Failure to Ensure Safe Transfer Practices and Accident Prevention
Penalty
Summary
The facility failed to ensure safe transfer practices for two residents identified as being at risk for falls and requiring assistance. One resident, with a history of falls, decreased muscular coordination, and the use of assistive devices, was transferred by a CNA without the use of a gait belt, contrary to facility policy. The CNA lifted the resident by the waistband of her pants during transfers from a recliner to a wheelchair and from the wheelchair to the toilet. Another CNA confirmed that a gait belt should be used for all transfers involving this resident. A second resident, admitted with multiple diagnoses including osteoarthritis, osteoporosis, and Alzheimer's disease, had a history of falls and was care planned for sensor alarms and assistance with transfers. During observed transfers, two CNAs used a gait belt but lifted the resident, who was unable to bear weight, by the gait belt and then by holding under her arms and legs.

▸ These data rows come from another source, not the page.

use tokio::signal;
use tracing::info;

/// Resolves when the process receives Ctrl+C or SIGTERM.
///
/// Use with `axum::serve().with_graceful_shutdown()` so in-flight requests
/// finish before the listener closes.
pub async fn shutdown_signal() {
    let ctrl_c = async {
        if let Err(e) = signal::ctrl_c().await {
            tracing::error!("Failed to install Ctrl+C handler: {}", e);
            std::future::pending::<()>().await;
        }
    };

    #[cfg(unix)]
    let terminate = async {
        match signal::unix::signal(signal::unix::SignalKind::terminate()) {
            Ok(mut stream) => {
                stream.recv().await;
            }
            Err(e) => {
                tracing::error!("Failed to install SIGTERM handler: {}", e);
                std::future::pending::<()>().await;
            }
        }
    };

    #[cfg(not(unix))]
    let terminate = std::future::pending::<()>();

    tokio::select! {
        _ = ctrl_c => {
            info!("Received Ctrl+C signal, shutting down gracefully");
        },
        _ = terminate => {
            info!("Received SIGTERM signal, shutting down gracefully");
        },
    }
}
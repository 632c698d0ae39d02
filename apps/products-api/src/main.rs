//! Products API - REST server over an in-memory catalog

use axum_helpers::create_app;
use core_config::tracing::{init_tracing, install_color_eyre};
use tracing::{info, warn};

mod api;
mod app;
mod config;
mod openapi;
mod state;

use config::Config;
use state::AppState;

#[tokio::main]
async fn main() -> eyre::Result<()> {
    install_color_eyre();

    let config = Config::from_env()?;
    init_tracing(&config.environment);

    if !config.api_key.is_configured() {
        warn!("API_KEY is not set; all protected routes will reject requests");
    }

    let state = AppState::seeded(config);
    info!(
        products = state.products.len().await,
        "Seeded in-memory product catalog"
    );

    let router = app::build_router(&state);

    info!(
        "Starting {} v{} on port {}",
        state.config.app.name, state.config.app.version, state.config.server.port
    );

    create_app(router, &state.config.server)
        .await
        .map_err(|e| eyre::eyre!("Server error: {}", e))?;

    info!("Products API shutdown complete");
    Ok(())
}
//! Standard messages shared by guards and the error responder.

/// Body message for every 500-class failure.
pub const INTERNAL_ERROR: &str = "Internal Server Error";

pub const INVALID_API_KEY: &str = "Access Denied. Invalid or missing API key.";
pub const API_KEY_HINT: &str = "Use the x-api-key header.";

pub const INVALID_JSON: &str = "Invalid JSON format.";
pub const BODY_UNREADABLE: &str = "Request body could not be read.";

/// Message for unmatched routes.
pub fn route_not_found(path: &str) -> String {
    format!("Cannot find {} on this server!", path)
}
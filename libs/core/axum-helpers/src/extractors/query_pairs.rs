//! Lenient query-string extractor.

use crate::errors::AppError;
use axum::{
    extract::{FromRequestParts, Query},
    http::request::Parts,
};

/// The query string as ordered key/value pairs.
///
/// Repeated keys are kept rather than rejected, so callers decide how to
/// resolve them. [`QueryPairs::first`] gives first-value-wins lookup.
#[derive(Debug, Clone, Default, PartialEq, Eq)]
pub struct QueryPairs(pub Vec<(String, String)>);

impl QueryPairs {
    /// First value supplied for `key`, if any.
    pub fn first(&self, key: &str) -> Option<&str> {
        self.0
            .iter()
            .find(|(k, _)| k == key)
            .map(|(_, v)| v.as_str())
    }
}

impl<S> FromRequestParts<S> for QueryPairs
where
    S: Send + Sync,
{
    type Rejection = AppError;

    async fn from_request_parts(parts: &mut Parts, state: &S) -> Result<Self, Self::Rejection> {
        let Query(pairs) = Query::<Vec<(String, String)>>::from_request_parts(parts, state).await?;
        Ok(QueryPairs(pairs))
    }
}
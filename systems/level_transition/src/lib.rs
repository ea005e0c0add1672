#![deny(
    unsafe_code,
    missing_docs,
    dead_code,
    unused_results,
    non_snake_case,
    unreachable_pub
)]

//! Pure system that turns level entries into scene transition requests.
//!
//! Scene management itself lives outside the overworld; this system only
//! names the scene a level entry should lead to.

use std::collections::BTreeMap;

use overworld_core::{Event, LevelId};
use tracing::{info, warn};

/// Request handed to the external scene manager when a level is entered.
#[derive(Clone, Debug, PartialEq, Eq)]
pub struct LevelTransitionRequest {
    /// Level whose trigger was entered.
    pub level: LevelId,
    /// Scene registered for the level.
    pub scene: String,
}

/// Pure system that maps level entries onto registered scenes.
#[derive(Debug, Default)]
pub struct LevelTransition {
    scenes: BTreeMap<LevelId, String>,
}

impl LevelTransition {
    /// Creates a new system from `(level, scene)` pairs; later pairs win.
    #[must_use]
    pub fn new<I, S>(scenes: I) -> Self
    where
        I: IntoIterator<Item = (LevelId, S)>,
        S: Into<String>,
    {
        Self {
            scenes: scenes
                .into_iter()
                .map(|(level, scene)| (level, scene.into()))
                .collect(),
        }
    }

    /// Scene registered for `level`, if any.
    #[must_use]
    pub fn scene(&self, level: LevelId) -> Option<&str> {
        self.scenes.get(&level).map(String::as_str)
    }

    /// Consumes world events and emits one request per entered level.
    ///
    /// Entries for levels without a scene are reported and dropped.
    pub fn handle(&mut self, events: &[Event], out: &mut Vec<LevelTransitionRequest>) {
        for event in events {
            let Event::LevelEntered { level, cell } = event else {
                continue;
            };

            match self.scenes.get(level) {
                Some(scene) => {
                    info!(%level, %cell, scene = %scene, "level transition requested");
                    out.push(LevelTransitionRequest {
                        level: *level,
                        scene: scene.clone(),
                    });
                }
                None => warn!(%level, %cell, "no scene registered for level; ignoring entry"),
            }
        }
    }
}
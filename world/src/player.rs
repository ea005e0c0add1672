//! Player-controlled avatar: movement, collision resolution and animation.

use overworld_core::{
    AvatarId, Axis, Facing, GridDimensions, PixelPoint, PixelRect, Velocity, TILE_SIZE,
};

use crate::layers::Layer;

/// Number of moving updates spent on each animation frame.
pub const ANIMATION_PERIOD: u32 = 8;

/// Movement state of the player.
#[derive(Clone, Copy, Debug, Default, PartialEq, Eq)]
pub enum PlayerState {
    /// The player did not move during the last update.
    #[default]
    Idle,
    /// The player moved during the last update.
    Moving {
        /// Facing derived from the resolved velocity.
        facing: Facing,
    },
}

/// The avatar steered across the overworld.
#[derive(Clone, Debug, PartialEq, Eq)]
pub struct PlayerEntity {
    position: PixelPoint,
    velocity: Velocity,
    state: PlayerState,
    facing: Facing,
    frame: usize,
    frame_clock: u32,
    avatar: AvatarId,
    frames_per_facing: usize,
}

/// Outcome of a single movement update.
#[derive(Clone, Copy, Debug, PartialEq, Eq)]
pub(crate) struct MoveResolution {
    pub(crate) from: PixelPoint,
    pub(crate) to: PixelPoint,
    pub(crate) blocked_horizontal: bool,
    pub(crate) blocked_vertical: bool,
}

impl PlayerEntity {
    pub(crate) fn spawn(position: PixelPoint, avatar: AvatarId, frames_per_facing: usize) -> Self {
        Self {
            position,
            velocity: Velocity::ZERO,
            state: PlayerState::Idle,
            facing: Facing::default(),
            frame: 0,
            frame_clock: 0,
            avatar,
            frames_per_facing: frames_per_facing.max(1),
        }
    }

    /// Top-left pixel of the player.
    #[must_use]
    pub const fn position(&self) -> PixelPoint {
        self.position
    }

    /// Velocity resolved during the last update.
    #[must_use]
    pub const fn velocity(&self) -> Velocity {
        self.velocity
    }

    /// Movement state after the last update.
    #[must_use]
    pub const fn state(&self) -> PlayerState {
        self.state
    }

    /// Direction the player is facing; retained while idle.
    #[must_use]
    pub const fn facing(&self) -> Facing {
        self.facing
    }

    /// Identity whose image set the player is drawn with.
    #[must_use]
    pub fn avatar(&self) -> &AvatarId {
        &self.avatar
    }

    /// Collision rectangle of the player.
    #[must_use]
    pub const fn rect(&self) -> PixelRect {
        PixelRect::tile(self.position)
    }

    /// Index of the current animation frame within the avatar sheet.
    #[must_use]
    pub const fn image_index(&self) -> usize {
        self.facing.sheet_row() * self.frames_per_facing + self.frame
    }

    pub(crate) fn set_avatar(&mut self, avatar: AvatarId, frames_per_facing: usize) {
        self.avatar = avatar;
        self.frames_per_facing = frames_per_facing.max(1);
        self.frame %= self.frames_per_facing;
    }

    /// Moves horizontally, then vertically, cancelling each axis that would
    /// overlap a limit tile and clamping the player to the map.
    ///
    /// Displacements longer than a tile are swept in tile-sized steps, so no
    /// speed carries the player across a wall.
    pub(crate) fn advance(
        &mut self,
        requested: Velocity,
        limits: &Layer,
        bounds: GridDimensions,
    ) -> MoveResolution {
        let from = self.position;
        let max_x = (bounds.pixel_width() - TILE_SIZE).max(0);
        let max_y = (bounds.pixel_height() - TILE_SIZE).max(0);

        let target_x = (self.position.x + requested.x).clamp(0, max_x);
        let candidate = PixelPoint::new(target_x, self.position.y);
        let blocked_horizontal =
            candidate != self.position && path_blocked(self.position, candidate, limits);
        self.velocity.x = if blocked_horizontal {
            0
        } else {
            let moved = candidate.x - self.position.x;
            self.position = candidate;
            moved
        };

        let target_y = (self.position.y + requested.y).clamp(0, max_y);
        let candidate = PixelPoint::new(self.position.x, target_y);
        let blocked_vertical =
            candidate != self.position && path_blocked(self.position, candidate, limits);
        self.velocity.y = if blocked_vertical {
            0
        } else {
            let moved = candidate.y - self.position.y;
            self.position = candidate;
            moved
        };

        self.animate();

        MoveResolution {
            from,
            to: self.position,
            blocked_horizontal,
            blocked_vertical,
        }
    }

    fn animate(&mut self) {
        match Facing::from_velocity(self.velocity) {
            Some(facing) => {
                self.facing = facing;
                self.state = PlayerState::Moving { facing };
                self.frame_clock += 1;
                if self.frame_clock >= ANIMATION_PERIOD {
                    self.frame_clock = 0;
                    self.frame = (self.frame + 1) % self.frames_per_facing;
                }
            }
            None => {
                self.state = PlayerState::Idle;
                self.frame = 0;
                self.frame_clock = 0;
            }
        }
    }
}

/// Reports whether any step of at most one tile from `from` toward `to`
/// overlaps a limit tile. The points differ on one axis only.
fn path_blocked(from: PixelPoint, to: PixelPoint, limits: &Layer) -> bool {
    let (dx, dy) = (to.x - from.x, to.y - from.y);
    let distance = dx.abs().max(dy.abs());
    let mut travelled = 0;
    while travelled < distance {
        travelled = (travelled + TILE_SIZE).min(distance);
        let step = PixelPoint::new(
            from.x + dx.signum() * travelled,
            from.y + dy.signum() * travelled,
        );
        if limits.overlaps(&PixelRect::tile(step)) {
            return true;
        }
    }
    false
}

/// Axes whose motion was cancelled by a resolution, horizontal first.
pub(crate) fn blocked_axes(resolution: &MoveResolution) -> impl Iterator<Item = Axis> {
    [
        (resolution.blocked_horizontal, Axis::Horizontal),
        (resolution.blocked_vertical, Axis::Vertical),
    ]
    .into_iter()
    .filter_map(|(blocked, axis)| blocked.then_some(axis))
}
use overworld_core::{
    AvatarId, CellCode, Command, DirectionalInput, Event, Grid, LevelId, PixelPoint, TileSheet,
    DEFAULT_LEVEL_TRIGGERS,
};
use overworld_system_movement::{Config, Movement};
use overworld_world::{
    self as world, query, AvatarCatalog, LayerGrids, SheetCatalog, World, WorldAssets,
    WorldSettings,
};

const RIGHT: DirectionalInput = DirectionalInput {
    right: true,
    ..DirectionalInput::NONE
};
const DOWN: DirectionalInput = DirectionalInput {
    down: true,
    ..DirectionalInput::NONE
};

#[test]
fn held_input_walks_the_player_until_a_blocker_stops_it() {
    let mut world = corridor();
    let mut movement = Movement::new(Config::new(4));

    let log = run(&mut world, &mut movement, &[RIGHT; 40]);

    assert_eq!(query::player(&world).position(), PixelPoint::new(32, 0));
    assert!(log
        .iter()
        .any(|event| matches!(event, Event::PlayerBlocked { .. })));
}

#[test]
fn replaying_the_same_input_is_deterministic() {
    let script: Vec<_> = [DOWN; 24].into_iter().chain([RIGHT; 20]).collect();

    let first = {
        let mut world = corridor();
        run(&mut world, &mut Movement::new(Config::new(4)), &script)
    };
    let second = {
        let mut world = corridor();
        run(&mut world, &mut Movement::new(Config::new(4)), &script)
    };

    assert_eq!(first, second, "replay diverged between runs");
    let entries: Vec<_> = first
        .iter()
        .filter_map(|event| match event {
            Event::LevelEntered { level, .. } => Some(*level),
            _ => None,
        })
        .collect();
    assert_eq!(entries, vec![LevelId::new(1)]);
}

#[test]
fn pausing_through_the_world_stops_emitted_moves() {
    let mut world = corridor();
    let mut movement = Movement::default();
    let mut events = Vec::new();
    world::apply(&mut world, Command::TogglePause, &mut events);

    let log = run_with(&mut world, &mut movement, events, &[RIGHT; 10]);

    assert_eq!(log, vec![Event::PauseToggled { paused: true }]);
    assert_eq!(query::player(&world).position(), PixelPoint::new(0, 0));
}

fn run(world: &mut World, movement: &mut Movement, inputs: &[DirectionalInput]) -> Vec<Event> {
    run_with(world, movement, Vec::new(), inputs)
}

fn run_with(
    world: &mut World,
    movement: &mut Movement,
    pending: Vec<Event>,
    inputs: &[DirectionalInput],
) -> Vec<Event> {
    let mut log = pending.clone();
    let mut events = pending;
    for input in inputs {
        let mut commands = Vec::new();
        movement.handle(&events, *input, &mut commands);
        events.clear();
        for command in commands {
            world::apply(world, command, &mut events);
        }
        log.extend(events.iter().cloned());
    }
    log
}

fn corridor() -> World {
    let rows = |cells: &[[i32; 4]; 4]| {
        Grid::from_rows(
            cells
                .iter()
                .map(|row| row.iter().copied().map(CellCode::new).collect())
                .collect(),
        )
        .expect("rectangular grid")
    };
    let blank = rows(&[[-1; 4]; 4]);
    let assets = WorldAssets {
        grids: LayerGrids {
            terrain: blank.clone(),
            nature: blank.clone(),
            floor: blank.clone(),
            house: blank.clone(),
            water: blank.clone(),
            water_details: blank,
            limits: rows(&[[0, 0, -1, 0], [0, 0, 0, 0], [0, 0, 0, 0], [0, 104, 0, 0]]),
            player_start: rows(&[[1, 0, 0, 0], [0, 0, 0, 0], [0, 0, 0, 0], [0, 0, 0, 0]]),
        },
        sheets: TileSheet::ALL
            .iter()
            .fold(SheetCatalog::new(), |catalog, sheet| {
                catalog.with_sheet(*sheet, 8)
            }),
        avatars: AvatarCatalog::new().with_avatar(AvatarId::new("knight"), 4),
    };
    let settings = WorldSettings {
        triggers: DEFAULT_LEVEL_TRIGGERS.to_vec(),
        avatar: AvatarId::new("knight"),
    };
    World::build(&assets, &settings).expect("corridor should build")
}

The resident's bed alarm did not sound, and no wheelchair alarm was applied. Documentation showed the resident had experienced skin tears and falls during previous transfers. Staff interviews indicated that the resident was not bearing weight and should have been re-evaluated by nursing and therapy. Facility policy required safe handling and regular review of mobility needs, which was not followed in these instances.